Friday, August 8, 2008

Elvis Costello 14: Spike

During his self-imposed sabbatical from recording, Elvis signed a worldwide deal with Warner Bros. and said goodbye to the Attractions, confident that his career was on its way to new heights. And for a while, it sure seemed that way.

Having enjoyed their collaboration on King Of America, he reteamed with T-Bone Burnett to “cast” an album based on the specific needs of each of his new, eclectic songs. But rather than the Americana celebrated previously, Spike boasts arrangements flavored by Roger McGuinn, new pal Paul McCartney, the Dirty Dozen Brass Band of New Orleans, and a handful of traditional Irish session pros—sometimes all on the same track. A fascination with recent Tom Waits records inspired the utilization of odd percussion and similarly unorthodox instruments, adding to the overall clatter.

Despite its atonal, noisy opening, “…This Town…” sports a catchy chorus, impenetrable lyrics, and Rickenbackers played by McGuinn, McCartney, and MacManus. “Let Him Dangle” is almost the opposite, with journalistic verses detailing true crime and punishment, and a chorus that sounds unfinished every time. A hint of the future arrives in “Deep Dark Truthful Mirror”, with the piano contributed by Allen Toussaint in place of the estranged Steve Nieve. As much as the album sounds different from what had come before, it was just as jarring when the straightforward pop-rocker “Veronica”, a McCartney collaboration about Alzheimer’s, actually hit the Top 20. “God’s Comic” is a wry fable sung from the point of view of a failed entertainer who meets God in the afterlife, then the wacky “Chewing Gum” takes the Tom Waits instrumental sound to New Orleans for a wordy tale about a mail-order bride. The tuba provides the bass for a few hilarious transitions, and the song wouldn’t sound anything like this otherwise. It’s a bold transition to the Celtic lament of “Tramp The Dirt Down”, his angriest indictment of Margaret Thatcher yet.

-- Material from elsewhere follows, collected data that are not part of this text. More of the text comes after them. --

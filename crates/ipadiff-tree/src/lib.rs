//! ipadiff package trees
//!
//! Turns an extracted application bundle into root-relative path sets and
//! reconciles two of them:
//! - path normalisation and glob matching
//! - `PathSet`, the ordered set of relative paths
//! - `PackageTree` scanning of a bundle on disk
//! - directory/file reconciliation into a `TreeDiff`
//! - chunked streaming reads used by the byte comparator
//!
//! # Example
//! ```no_run
//! use ipadiff_tree::{PackageTree, reconcile};
//!
//! let left = PackageTree::scan("/tmp/left/Payload/App.app").unwrap();
//! let right = PackageTree::scan("/tmp/right/Payload/App.app").unwrap();
//!
//! let diff = reconcile::reconcile(&left.view("left"), &right.view("right"));
//! if !diff.is_empty() {
//!     println!("{} paths differ", diff.len());
//! }
//! ```

pub mod path;
pub mod pathset;
pub mod reconcile;
pub mod scan;
pub mod stream;

pub use pathset::PathSet;
pub use reconcile::{reconcile, ensure_identical, TreeView};
pub use scan::PackageTree;
pub use stream::ChunkedReader;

“Stalin Malone” is an intricately arranged instrumental featuring the Dirty Dozen Brass Band, with “lyrics” printed on the cover (or in the liner notes on CD and cassette). After an uncertain fade, the almost pastoral sound of “Satellite” wafts in, but turns into a tragic scene, an eerie prediction of the Internet porn industry, with Chrissie Hynde’s harmony an excellent counterpoint. Perhaps to provide relief, “Pads, Paws And Claws” is a twisted rockabilly tribute to his wife Cait O’Riordan, written with McCartney, while the woman herself wrote the words and melody for “Baby Plays Around”, one of the more enduring songs here. Ireland and New Orleans collide on the portrait of the alleged neighborhood witch “Miss Macbeth”, but “Any King’s Shilling”, which tells a wartime short story from his own family history, is flavored solely by Irish instruments. “Coal-Train Robberies” was only on the cassette and CD of this already long album; Elvis himself thought the arrangement sounded the most like the “classic” Attractions sound than anything else on the album, even if the lyrics make little sense. “Last Boat Leaving” was written, along with some other instrumental pieces, for the soundtrack of The Courier, a British crime film that happened to co-star Ms. O’Riordan. Here it provides a melancholy ending, again with a feeling of wartime strife.

Spike was an unlikely hit, and sent new fans back to the catalog. But its overall oddness and forced feeling haven’t kept it in rotation over the years. Still, it was proudly included in the first wave of Rhino reissues, each fortified with a bonus disc. This one begins with twelve demos for the album, showing how much of the decoration he had already imagined. (“Satellite” is performed in four instead of a waltz, and the demo of “Coal-Train Robberies”, while close musically, has a nearly different set of lyrics). Four contemporary B-sides, all covers (of which Nick Lowe’s “The Ugly Things” is the best), are nicely collected for context, and a “vocal” version of “Stalin Malone” merely has the words recited over the track.

It should also be noted that McCartney included several demos and outtakes of the songs they wrote together on an eventual expansion of his own Flowers In The Dirt. While we’re at it, somebody noticed a strange synchronicity in that the first song on Elton John’s 1985 album Ice On Fire is called “This Town”, and the second song on side two of the same album is called “Satellite”. This has to mean something.